[WORK REQUEST] Your answer must be one number: the count of lines below that include "expected".

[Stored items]
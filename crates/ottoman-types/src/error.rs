use thiserror::Error;

/// Errors produced by type operations.
#[derive(Debug, Error, PartialEq, Eq)]
pub enum TypeError {
    #[error("expected a JSON object, got {0}")]
    NotAnObject(String),

    #[error("invalid revision token: {0:?}")]
    InvalidRevision(String),
}
//! Shared document instances and lazy references.
//!
//! Every document the engine knows about lives in a [`Slot`]: the value in a
//! `RefCell`, plus a load state. A slot is either loaded or pending; a
//! pending slot carries the identifier to fetch and a loader that fills the
//! slot in place. [`Handle<T>`] is the typed, user-facing pointer to a slot;
//! the unit of work sees slots through the type-erased [`DocumentSlot`]
//! trait.

use std::any::{self, Any, TypeId};
use std::cell::{Ref, RefCell, RefMut};
use std::fmt;
use std::rc::Rc;

use crate::error::{OdmError, OdmResult};

/// Fills a pending slot. Receives the slot being resolved.
pub(crate) type Loader = Rc<dyn Fn(&Rc<dyn DocumentSlot>) -> OdmResult<()>>;

pub(crate) enum LoadState {
    Loaded,
    Pending { identifier: String, loader: Loader },
}

impl fmt::Debug for LoadState {
    fn fmt(&self, f: &mut fmt::Formatter<'_>) -> fmt::Result {
        match self {
            Self::Loaded => f.write_str("Loaded"),
            Self::Pending { identifier, .. } => {
                f.debug_struct("Pending").field("identifier", identifier).finish_non_exhaustive()
            }
        }
    }
}

pub(crate) struct Slot<T> {
    value: RefCell<T>,
    state: RefCell<LoadState>,
}

impl<T: 'static> Slot<T> {
    pub(crate) fn new(value: T, state: LoadState) -> Self {
        Self {
            value: RefCell::new(value),
            state: RefCell::new(state),
        }
    }
}

/// Type-erased view of a slot used by the unit of work and the persister.
pub(crate) trait DocumentSlot {
    fn value(&self) -> OdmResult<Ref<'_, dyn Any + 'static>>;
    fn value_mut(&self) -> OdmResult<RefMut<'_, dyn Any + 'static>>;
    fn is_initialized(&self) -> bool;
    fn mark_initialized(&self);
    /// Identifier a pending slot will load, `None` once loaded.
    fn pending_identifier(&self) -> Option<String>;
    fn loader(&self) -> Option<Loader>;
    fn document_type(&self) -> TypeId;
    fn into_any(self: Rc<Self>) -> Rc<dyn Any>;
}

impl<T: 'static> DocumentSlot for Slot<T> {
    fn value(&self) -> OdmResult<Ref<'_, dyn Any + 'static>> {
        let guard = self.value.try_borrow().map_err(|_| OdmError::DocumentBusy)?;
        Ok(Ref::map(guard, |v| v as &(dyn Any + 'static)))
    }

    fn value_mut(&self) -> OdmResult<RefMut<'_, dyn Any + 'static>> {
        let guard = self.value.try_borrow_mut().map_err(|_| OdmError::DocumentBusy)?;
        Ok(RefMut::map(guard, |v| v as &mut (dyn Any + 'static)))
    }

    fn is_initialized(&self) -> bool {
        matches!(self.state.try_borrow().as_deref(), Ok(LoadState::Loaded))
    }

    fn mark_initialized(&self) {
        if let Ok(mut state) = self.state.try_borrow_mut() {
            *state = LoadState::Loaded;
        }
    }

    fn pending_identifier(&self) -> Option<String> {
        match self.state.try_borrow().as_deref() {
            Ok(LoadState::Pending { identifier, .. }) => Some(identifier.clone()),
            _ => None,
        }
    }

    fn loader(&self) -> Option<Loader> {
        match self.state.try_borrow().as_deref() {
            Ok(LoadState::Pending { loader, .. }) => Some(loader.clone()),
            _ => None,
        }
    }

    fn document_type(&self) -> TypeId {
        TypeId::of::<T>()
    }

    fn into_any(self: Rc<Self>) -> Rc<dyn Any> {
        self
    }
}

/// Address of a slot. Stable while the slot is alive.
pub(crate) type ObjectKey = usize;

pub(crate) fn object_key(slot: &Rc<dyn DocumentSlot>) -> ObjectKey {
    Rc::as_ptr(slot) as *const () as usize
}

/// Load a pending slot in place. No-op for loaded slots.
pub(crate) fn resolve(slot: &Rc<dyn DocumentSlot>) -> OdmResult<()> {
    match slot.loader() {
        Some(loader) => loader(slot),
        None => Ok(()),
    }
}

/// A shared reference to a document instance.
///
/// Clones point at the same instance; the identity map hands out clones of
/// one handle per stored document, so [`Handle::ptr_eq`] is the identity
/// test. A handle obtained from a reference or an association may be
/// *pending*: its data is fetched on the first [`read`](Handle::read) or
/// [`write`](Handle::write).
pub struct Handle<T: 'static> {
    slot: Rc<Slot<T>>,
}

impl<T: 'static> Handle<T> {
    /// Wrap a new, untracked document.
    pub fn new(value: T) -> Self {
        Self {
            slot: Rc::new(Slot::new(value, LoadState::Loaded)),
        }
    }

    /// Borrow the document, loading it first if pending.
    ///
    /// Fails with [`OdmError::DocumentNotFound`] if the referenced document
    /// no longer exists; the handle stays pending and may be retried.
    pub fn read(&self) -> OdmResult<Ref<'_, T>> {
        self.resolve()?;
        self.slot.value.try_borrow().map_err(|_| OdmError::DocumentBusy)
    }

    /// Mutably borrow the document, loading it first if pending.
    pub fn write(&self) -> OdmResult<RefMut<'_, T>> {
        self.resolve()?;
        self.slot
            .value
            .try_borrow_mut()
            .map_err(|_| OdmError::DocumentBusy)
    }

    /// `false` while the document data has not been fetched. Never loads.
    pub fn is_initialized(&self) -> bool {
        self.slot.is_initialized()
    }

    /// The identifier a pending handle will load.
    pub fn pending_identifier(&self) -> Option<String> {
        self.slot.pending_identifier()
    }

    /// `true` when both handles point at the same instance.
    pub fn ptr_eq(a: &Self, b: &Self) -> bool {
        Rc::ptr_eq(&a.slot, &b.slot)
    }

    pub(crate) fn resolve(&self) -> OdmResult<()> {
        resolve(&self.erased())
    }

    pub(crate) fn erased(&self) -> Rc<dyn DocumentSlot> {
        self.slot.clone()
    }

    pub(crate) fn key(&self) -> ObjectKey {
        object_key(&self.erased())
    }

    pub(crate) fn from_slot(slot: Rc<dyn DocumentSlot>) -> OdmResult<Self> {
        slot.into_any()
            .downcast::<Slot<T>>()
            .map(|slot| Self { slot })
            .map_err(|_| OdmError::TypeMismatch {
                expected: any::type_name::<T>().to_string(),
                found: "another document type".to_string(),
            })
    }
}

impl<T: 'static> Clone for Handle<T> {
    fn clone(&self) -> Self {
        Self {
            slot: self.slot.clone(),
        }
    }
}

impl<T: fmt::Debug + 'static> fmt::Debug for Handle<T> {
    fn fmt(&self, f: &mut fmt::Formatter<'_>) -> fmt::Result {
        match self.slot.pending_identifier() {
            Some(identifier) => f.debug_tuple("Handle").field(&format_args!("<pending {identifier}>")).finish(),
            None => match self.slot.value.try_borrow() {
                Ok(value) => f.debug_tuple("Handle").field(&*value).finish(),
                Err(_) => f.debug_tuple("Handle").field(&format_args!("<borrowed>")).finish(),
            },
        }
    }
}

[COMPLETED EXERCISE] 2